Par ailleurs, depuis 2005, la surveillance des données de connexion (internet, géolocalisation, factures détaillées de téléphone) est autorisée. La loi n°2012-1432 prolonge jusqu’au 31 décembre 2015 cette disposition temporaire qui arrivait à expiration le 31 décembre 2012.

La loi n° 2014-1353 du 13 novembre 2014

Permet l’interdiction administrative de sortie du territoire, ainsi que l’invalidation provisoire du passeport et de la carte d’identité. Cette nouvelle loi pénalise“l’entreprise individuelle à caractère terroriste”, renforce la répression de l’apologie de terrorisme et la provocation en faveur de tels actes.

Elle permet le blocage administratif de sites internet vecteurs de telles initiatives, ou jugés comme tels. Les enquêteurs peuvent perquisitionner les“clouds”, et intercepter les discussions sur les logiciels d’appels téléphoniques sur Internet et simplifie la procédure de mise en ouvre d’une opération de déchiffrement de données.
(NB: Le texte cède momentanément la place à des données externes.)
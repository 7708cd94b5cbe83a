// SPDX-License-Identifier: BUSL-1.1
// Copyright (c) 2026 Alfred Jean LLC

//! Thin adapter handing `(request, score, schedule)` tuples to the
//! scoring-log producer (spec §4.2). Injected into the strategy so the
//! strategy decides when and with what score to emit.

use sw_adapters::{BusError, Encoder, MessageBusProducer, ScoreUpdate};
use sw_core::Request;

#[derive(Clone)]
pub struct ScoreEmitter<P, E> {
    producer: P,
    encoder: E,
}

impl<P, E> ScoreEmitter<P, E>
where
    P: MessageBusProducer,
    E: Encoder,
{
    pub fn new(producer: P, encoder: E) -> Self {
        Self { producer, encoder }
    }

    /// The underlying producer, for drain (spec §4.7 step 5: close
    /// producer before consumer).
    pub fn producer(&self) -> &P {
        &self.producer
    }

    /// Encode and send a score update. `schedule = !dont_queue` at call
    /// sites that mirror the source API's `dont_queue` flag (spec §8 S6).
    pub async fn send(
        &self,
        request: Request,
        score: f64,
        schedule: bool,
    ) -> Result<(), BusError> {
        let update = ScoreUpdate { request, score, schedule };
        let payload = self.encoder.encode(&update);
        self.producer.send(payload).await
    }

    /// Named synchronization point; the default emitter has nothing to
    /// flush of its own (spec §9) but still delegates to the producer in
    /// case it buffers.
    pub async fn flush(&self) -> Result<(), BusError> {
        self.producer.flush().await
    }
}

#[cfg(test)]
#[path = "score_emitter_tests.rs"]
mod tests;
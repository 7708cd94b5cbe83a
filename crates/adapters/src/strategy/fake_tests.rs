// SPDX-License-Identifier: BUSL-1.1
// Copyright (c) 2026 Alfred Jean LLC

use super::*;
use sw_core::Request;

#[tokio::test]
async fn records_add_seeds() {
    let strategy = FakeStrategy::new();
    let seeds = vec![Request::new("aa", "http://example.com/a")];
    strategy.add_seeds(&seeds).await.unwrap();
    assert_eq!(strategy.calls(), vec![StrategyCall::AddSeeds(seeds)]);
}

#[tokio::test]
async fn finished_defaults_to_false_and_is_settable() {
    let strategy = FakeStrategy::new();
    assert!(!strategy.finished());
    strategy.set_finished(true);
    assert!(strategy.finished());
}

#[tokio::test]
async fn close_is_recorded() {
    let strategy = FakeStrategy::new();
    strategy.close().await.unwrap();
    assert_eq!(strategy.calls(), vec![StrategyCall::Close]);
}
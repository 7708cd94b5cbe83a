// SPDX-License-Identifier: BUSL-1.1
// Copyright (c) 2026 Alfred Jean LLC

use super::*;
use sw_adapters::{FakeConsumer, FakeProducer, FakeStrategy, InMemoryStatesBackend, StrategyCall};
use sw_storage::StatesContext;

#[tokio::test]
async fn begin_drain_transitions_running_to_draining() {
    let mut lifecycle = Lifecycle::new();
    lifecycle.mark_running();
    assert_eq!(lifecycle.state(), LifecycleState::Running);
    assert!(lifecycle.begin_drain(DrainTrigger::StrategyFinished));
    assert_eq!(lifecycle.state(), LifecycleState::Draining);
}

#[tokio::test]
async fn begin_drain_is_idempotent() {
    let mut lifecycle = Lifecycle::new();
    lifecycle.mark_running();
    assert!(lifecycle.begin_drain(DrainTrigger::ShutdownSignal));
    assert!(!lifecycle.begin_drain(DrainTrigger::ShutdownSignal));
    assert_eq!(lifecycle.state(), LifecycleState::Draining);
}

#[tokio::test]
async fn begin_drain_before_running_does_nothing() {
    let mut lifecycle = Lifecycle::new();
    assert!(!lifecycle.begin_drain(DrainTrigger::FatalError));
    assert_eq!(lifecycle.state(), LifecycleState::Init);
}

#[tokio::test]
async fn drain_runs_every_step_and_reaches_stopped() {
    let mut lifecycle = Lifecycle::new();
    lifecycle.mark_running();
    lifecycle.begin_drain(DrainTrigger::ShutdownSignal);

    let strategy = FakeStrategy::new();
    let backend = InMemoryStatesBackend::new();
    let mut states = StatesContext::new(backend);
    let producer = FakeProducer::new();
    let consumer = FakeConsumer::new();

    lifecycle.drain(&strategy, &mut states, &producer, &consumer).await;

    assert_eq!(lifecycle.state(), LifecycleState::Stopped);
    assert!(strategy.calls().iter().any(|c| matches!(c, StrategyCall::Close)));
    assert!(producer.is_closed());
    assert!(consumer.is_closed());
}

#[tokio::test]
async fn drain_twice_is_safe_and_stable() {
    let mut lifecycle = Lifecycle::new();
    lifecycle.mark_running();
    lifecycle.begin_drain(DrainTrigger::ShutdownSignal);

    let strategy = FakeStrategy::new();
    let backend = InMemoryStatesBackend::new();
    let mut states = StatesContext::new(backend);
    let producer = FakeProducer::new();
    let consumer = FakeConsumer::new();

    lifecycle.drain(&strategy, &mut states, &producer, &consumer).await;
    lifecycle.drain(&strategy, &mut states, &producer, &consumer).await;

    assert_eq!(lifecycle.state(), LifecycleState::Stopped);
}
Cette loi élargit le champ d’intervention du tribunal de grande instance de Paris, visant à favoriser une meilleure circulation de l’information entre les parquets locaux et le parquet spécialisé.

… Et ce n’est pas fini : Manuel Valls présentera au printemps une nouvelle loi dédiée au renforcement des services de renseignements.


- Complément d’info : Une semaine de résistance aux violences policières se poursuit à Nantes jusque dimanche (infos ici :).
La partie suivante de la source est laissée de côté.